(Your task):
Your answer should be the exact lines of the data below from the one containing "const RESYNC_TICKS: u64 = 30;" through the one containing "pub struct ScenarioMetrics"; please include nothing else.

(Data supplied):
//! Scenario runner - executes the fault-injection scenarios.

use crate::constructs::{SimAnimation, SimBody, SimConstruct, SimGate};
use crate::error::SimError;
use crate::scenarios::ScenarioId;
use crate::world::{SimConfig, SimWorld};

use gatehost_core::{
    AnimationPlay, Component, Configuration, EntityWarp, Fault, LinkKind, WarpOutcome,
};
use gatehost_env::NetworkController;
use nalgebra::{Isometry3, Translation3, UnitQuaternion, Vector3};
use serde::Serialize;
use std::sync::{Arc, Mutex, PoisonError};
use tracing::{debug, info};

/// Push-resync period used by every scenario.
const RESYNC_TICKS: u64 = 30;

/// Shortest run that still sees two resyncs.
const MIN_TICKS: u64 = 2 * RESYNC_TICKS + 2;

/// Results from running a scenario.
#[derive(Debug, Clone, Serialize)]
pub struct ScenarioResult {
    /// Scenario that was run
    pub scenario: ScenarioId,

    /// Seed used
    pub seed: u64,

    /// Whether scenario passed all assertions
    pub passed: bool,

    /// Total ticks executed
    pub total_ticks: u64,

    /// Final simulation time in seconds
    pub final_time_secs: f64,

    /// Constructs the authority held at the end
    pub final_construct_count: usize,

    /// Failure message if any
    pub failure_reason: Option<String>,

    /// Metrics collected during run
    pub metrics: ScenarioMetrics,
}

/// Metrics collected during scenario execution.
#[derive(Debug, Clone, Default, Serialize)]
pub struct ScenarioMetrics {
    /// Frames handed to the router
    pub frames_routed: u64,

    /// Frames dropped by partition, loss or an unknown recipient
    pub frames_dropped: u64,

    /// Push resyncs the authority sent
    pub resyncs: u64,

    /// Sweeps the authority completed
    pub sweeps: u64,

    /// Update faults across every session
    pub update_faults: u64,

    /// Replicas not matching the authority at the end
    pub divergent_replicas: usize,
}

/// Runs the scenarios against fresh worlds.
pub struct ScenarioRunner {
    /// Configuration seed
    seed: u64,

    /// Number of client replicas
    num_replicas: usize,

    /// Ticks per scenario phase
    ticks: u64,
}

impl ScenarioRunner {
    /// Creates a new scenario runner.
    pub fn new(seed: u64, num_replicas: usize) -> Self {
        Self {
            seed,
            num_replicas: num_replicas.max(1),
            ticks: 600,
        }
    }

    /// Sets the length of the main phase of each scenario.
    pub fn with_ticks(mut self, ticks: u64) -> Self {
        self.ticks = ticks.max(MIN_TICKS);
        self
    }

    /// Runs a scenario and returns the result.
    pub fn run(&self, scenario: ScenarioId) -> ScenarioResult {
        info!("Starting scenario: {} (seed={})", scenario.name(), self.seed);

        let config = SimConfig {
            seed: self.seed,
            num_replicas: self.num_replicas,
            resync_interval_ticks: RESYNC_TICKS,
            loss_rate: if scenario == ScenarioId::LossyLink { 0.3 } else { 0.0 },
            ..Default::default()
        };
        let mut world = match SimWorld::new(config) {
            Ok(world) => world,
            Err(e) => return self.failed_setup(scenario, e),
        };

        let outcome = match scenario {
            ScenarioId::SteadyState => self.run_steady_state(&mut world),
            ScenarioId::LossyLink => self.run_lossy_link(&mut world),
            ScenarioId::SplitBrain => self.run_split_brain(&mut world),
            ScenarioId::LateJoin => self.run_late_join(&mut world),
            ScenarioId::CloseStorm => self.run_close_storm(&mut world),
            ScenarioId::GateJump => self.run_gate_jump(&mut world),
        };
        let failure_reason = match outcome {
            Ok(()) => None,
            Err(Check::Failed(reason)) => Some(reason),
            Err(Check::Sim(e)) => Some(e.to_string()),
        };

        let result = ScenarioResult {
            scenario,
            seed: self.seed,
            passed: failure_reason.is_none(),
            total_ticks: world.tick_count(),
            final_time_secs: world.time(),
            final_construct_count: world.authority().registry().len(),
            failure_reason,
            metrics: collect_metrics(&world),
        };
        if let Err(e) = world.shutdown() {
            debug!(error = %e, "shutdown after scenario failed");
        }
        result
    }

    fn failed_setup(&self, scenario: ScenarioId, error: SimError) -> ScenarioResult {
        ScenarioResult {
            scenario,
            seed: self.seed,
            passed: false,
            total_ticks: 0,
            final_time_secs: 0.0,
            final_construct_count: 0,
            failure_reason: Some(format!("setup failed: {}", error)),
            metrics: ScenarioMetrics::default(),
        }
    }

    /// Clean run. Also checks link queries and a config push.
    fn run_steady_state(&self, world: &mut SimWorld) -> Result<(), Check> {
        world.spawn_constructs(8);
        world.run(self.ticks)?;
        ensure_converged(world, "after main phase")?;

        world.replica(0)?.query_links(LinkKind::Comm, 2).map_err(SimError::from)?;
        world.run(2)?;
        let linked = world.replica(0)?.linked(LinkKind::Comm, 2);
        ensure(linked == Some(vec![1]), format!("comm links of construct 2: {:?}", linked))?;

        let mut config = Configuration::clone(&world.authority().config());
        config.gameplay = serde_json::json!({ "difficulty": 3 });
        world
            .authority()
            .update_config(config.clone())
            .map_err(|e| Check::Failed(e.to_string()))?;
        world.run(2)?;
        for index in 0..world.replica_count() {
            ensure(
                *world.replica(index)?.config() == config,
                format!("replica {} missed the config push", index),
            )?;
        }

        let faults = collect_metrics(world).update_faults;
        ensure(faults == 0, format!("{} update faults", faults))
    }

    /// 30% loss for the main phase, then a clean resync window.
    fn run_lossy_link(&self, world: &mut SimWorld) -> Result<(), Check> {
        world.spawn_constructs(8);
        world.run(self.ticks)?;
        ensure(world.router_stats().dropped_loss > 0, "no frame was lost".to_string())?;

        world.network_controller.clear_loss();
        world.run(RESYNC_TICKS + 2)?;
        ensure_converged(world, "after loss cleared")
    }

    /// Authority changes its registry while partitioned.
    fn run_split_brain(&self, world: &mut SimWorld) -> Result<(), Check> {
        world.spawn_constructs(8);
        world.run(RESYNC_TICKS + 2)?;
        ensure_converged(world, "before partition")?;

        let authority = world.authority_id();
        let replicas = world.replica_ids();
        world.network_controller.partition(&[authority], &replicas);
        for id in 1..=3 {
            world.authority().close_construct(id, false);
        }
        world.spawn_constructs(3);
        world.run(self.ticks / 2)?;

        let divergent = world.divergent_replicas();
        ensure(
            divergent == world.replica_count(),
            format!(
                "{} of {} replicas saw authority changes through the partition",
                world.replica_count() - divergent,
                world.replica_count()
            ),
        )?;

        world.network_controller.heal_all();
        world.run(RESYNC_TICKS + 2)?;
        ensure_converged(world, "after heal")?;
        ensure(
            world.authority_view() == (4..=11).collect::<Vec<_>>(),
            format!("authority view {:?}", world.authority_view()),
        )
    }

    /// New replica catches up from its own requests, not from a push.
    fn run_late_join(&self, world: &mut SimWorld) -> Result<(), Check> {
        world.spawn_constructs(6);
        world.run(RESYNC_TICKS + 2)?;

        world.add_replica()?;
        let index = world.replica_count() - 1;
        world.run(3)?;

        let view = world.replica_view(index)?;
        ensure(view == world.authority_view(), format!("late replica holds {:?}", view))?;
        ensure(
            *world.replica(index)?.config() == *world.authority().config(),
            "late replica did not fetch the configuration".to_string(),
        )?;

        world.run(self.ticks)?;
        ensure_converged(world, "after main phase")
    }

    /// Explicit closes plus self-expiring constructs, between two resyncs.
    fn run_close_storm(&self, world: &mut SimWorld) -> Result<(), Check> {
        let kept = world.spawn_constructs(8);
        for _ in 0..4 {
            let id = world.next_construct_id();
            world.add_construct(SimConstruct::new(id).expiring_after(RESYNC_TICKS + 10));
        }
        world.run(RESYNC_TICKS + 2)?;
        ensure_converged(world, "before storm")?;

        for id in &kept[2..] {
            world.authority().close_construct(*id, false);
        }
        // A replica cannot close an authority construct on its own.
        world.replica(0)?.close_construct(kept[0], false);
        world.run(20)?;

        ensure(
            world.authority_view() == kept[..2].to_vec(),
            format!("authority view {:?}", world.authority_view()),
        )?;
        ensure_converged(world, "after storm")?;

        world.run(self.ticks)?;
        ensure_converged(world, "after main phase")
    }

    /// Warps on the authority: one arrives, one loses its gate mid-flight.
    fn run_gate_jump(&self, world: &mut SimWorld) -> Result<(), Check> {
        const SPEED_LIMIT: f64 = 50.0;

        let outcomes: Arc<Mutex<Vec<(i64, WarpOutcome)>>> = Arc::default();
        let animation_done: Arc<Mutex<Option<Option<Fault>>>> = Arc::default();
        let destination = Isometry3::from_parts(
            Translation3::new(100.0, 0.0, 0.0),
            UnitQuaternion::from_axis_angle(&Vector3::z_axis(), std::f64::consts::FRAC_PI_2),
        );

        let open_gate = Arc::new(SimGate::new(500));
        let doomed_gate = Arc::new(SimGate::new(501));
        let mut bodies = Vec::new();

        for (lead, gate) in [(1_i64, Arc::clone(&open_gate)), (2, Arc::clone(&doomed_gate))] {
            let body = Arc::new(SimBody::new(Isometry3::identity()));
            world.authority().entities().attach(lead, Component::Body(body.clone()));
            bodies.push(body);

            let log = Arc::clone(&outcomes);
            let warp = EntityWarp {
                lead,
                gate,
                source: Isometry3::identity(),
                destination,
                duration_ticks: 30,
                max_safe_speed: SPEED_LIMIT,
                on_complete: Some(Box::new(move |outcome| {
                    log.lock().unwrap_or_else(PoisonError::into_inner).push((lead, outcome));
                })),
            };
            if world.authority_mut().start_warp(warp).is_err() {
                return Err(Check::Failed(format!("entity {} already warping", lead)));
            }
        }

        let done = Arc::clone(&animation_done);
        world.authority_mut().play_animation(
            7,
            AnimationPlay::new(SimAnimation::new(20), 1).on_complete(move |fault| {
                *done.lock().unwrap_or_else(PoisonError::into_inner) = Some(fault);
            }),
        );

        world.run(10)?;
        world.authority().close_gate(doomed_gate.clone());
        world.run(30)?;

        let mut outcomes = outcomes.lock().unwrap_or_else(PoisonError::into_inner).clone();
        outcomes.sort_by_key(|(lead, _)| *lead);
        ensure(
            outcomes == vec![(1, WarpOutcome::Arrived), (2, WarpOutcome::GateClosed)],
            format!("warp outcomes {:?}", outcomes),
        )?;
        ensure(doomed_gate.closes() == 1, "gate close was not applied once".to_string())?;

        let arrived = bodies[0].pose();
        let offset = (arrived.translation.vector - destination.translation.vector).norm();
        ensure(offset < 1e-6, format!("body ended {:.3}m from the destination", offset))?;
        let speed = bodies[0].velocity().norm();
        ensure(speed <= SPEED_LIMIT + 1e-9, format!("exit speed {:.1} m/s", speed))?;

        let animation = animation_done.lock().unwrap_or_else(PoisonError::into_inner).clone();
        ensure(animation == Some(None), format!("animation result {:?}", animation))?;

        world.run(self.ticks)?;
        Ok(())
    }
}

/// Why a scenario stopped.
enum Check {
    Failed(String),
    Sim(SimError),
}

impl From<SimError> for Check {
    fn from(e: SimError) -> Self {
        Check::Sim(e)
    }
}

fn ensure(condition: bool, reason: String) -> Result<(), Check> {
    if condition {
        Ok(())
    } else {
        Err(Check::Failed(reason))
    }
}

fn ensure_converged(world: &SimWorld, phase: &str) -> Result<(), Check> {
    let divergent = world.divergent_replicas();
    ensure(
        divergent == 0,
        format!("{} of {} replicas diverged {}", divergent, world.replica_count(), phase),
    )
}

fn collect_metrics(world: &SimWorld) -> ScenarioMetrics {
    let router = world.router_stats();
    let authority = world.authority().stats();
    let replica_faults: u64 = (0..world.replica_count())
        .filter_map(|i| world.replica(i).ok())
        .map(|r| r.stats().update_faults)
        .sum();

    ScenarioMetrics {
        frames_routed: router.routed,
        frames_dropped: router.dropped(),
        resyncs: authority.resyncs,
        sweeps: authority.sweeps_completed,
        update_faults: authority.update_faults + replica_faults,
        divergent_replicas: world.divergent_replicas(),
    }
}

#[cfg(test)]
mod tests {
    use super::*;

    #[test]
    fn test_ticks_have_a_floor() {
        let runner = ScenarioRunner::new(1, 0).with_ticks(5);
        assert_eq!(runner.ticks, MIN_TICKS);
        assert_eq!(runner.num_replicas, 1);
    }

    #[test]
    fn test_result_serializes_scenario_name() {
        let result = ScenarioRunner::new(3, 1).with_ticks(MIN_TICKS).run(ScenarioId::SteadyState);
        let json = serde_json::to_value(&result).unwrap();
        assert_eq!(json["scenario"], "steady_state");
        assert_eq!(json["passed"], true, "{:?}", result.failure_reason);
    }

    #[test]
    fn test_every_scenario_passes() {
        let runner = ScenarioRunner::new(7, 2).with_ticks(MIN_TICKS);
        for scenario in ScenarioId::all() {
            let result = runner.run(scenario);
            assert!(result.passed, "{}: {:?}", scenario, result.failure_reason);
            assert_eq!(result.metrics.divergent_replicas, 0, "{}", scenario);
        }
    }

    #[test]
    fn test_split_brain_drops_frames() {
        let result = ScenarioRunner::new(11, 3).with_ticks(MIN_TICKS).run(ScenarioId::SplitBrain);
        assert!(result.passed, "{:?}", result.failure_reason);
        assert!(result.metrics.frames_dropped > 0);
        assert!(result.metrics.resyncs >= 2);
    }
}
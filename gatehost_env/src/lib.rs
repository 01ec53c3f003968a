//! Gatehost Environment Abstraction Layer
//!
//! This crate provides the "Sans-IO" abstraction allowing the Gatehost core
//! to run both in **Production** (tokio) and in the **Simulation** harness.
//!
//! # Core Concept: The Reactor Pattern
//!
//! Everything the core touches outside its own memory is intercepted:
//! - Time (`now()`, `system_time()`, `sleep()`)
//! - Work placement (`spawn()`, `spawn_blocking()`)
//! - Network (`send()`, `broadcast()`, `recv()`)
//!
//! The network abstraction is deliberately weak: it moves intact byte frames
//! on a numbered channel to a named endpoint and promises nothing about
//! ordering, retries or security. Everything stronger is built on top of it
//! by `gatehost_core`.
//!
//! # Example
//!
//! ```ignore
//! use gatehost_env::{HostContext, NetworkTransport};
//!
//! async fn pump<Ctx: HostContext, Net: NetworkTransport>(ctx: &Ctx, net: &Net) {
//!     while let Some((sender, frame)) = net.recv().await {
//!         handle_frame(sender, frame);
//!     }
//! }
//! ```

mod context;
mod network;
mod types;
mod error;
mod tokio_impl;

pub use context::HostContext;
pub use network::{NetworkTransport, NetworkController};
pub use types::{NodeId, ChannelFrame};
pub use error::EnvError;
pub use tokio_impl::TokioContext;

(Answer box):
const RESYNC_TICKS: u64 = 30;

/// Shortest run that still sees two resyncs.
const MIN_TICKS: u64 = 2 * RESYNC_TICKS + 2;

/// Results from running a scenario.
#[derive(Debug, Clone, Serialize)]
pub struct ScenarioResult {
    /// Scenario that was run
    pub scenario: ScenarioId,

    /// Seed used
    pub seed: u64,

    /// Whether scenario passed all assertions
    pub passed: bool,

    /// Total ticks executed
    pub total_ticks: u64,

    /// Final simulation time in seconds
    pub final_time_secs: f64,

    /// Constructs the authority held at the end
    pub final_construct_count: usize,

    /// Failure message if any
    pub failure_reason: Option<String>,

    /// Metrics collected during run
    pub metrics: ScenarioMetrics,
}

/// Metrics collected during scenario execution.
#[derive(Debug, Clone, Default, Serialize)]
pub struct ScenarioMetrics {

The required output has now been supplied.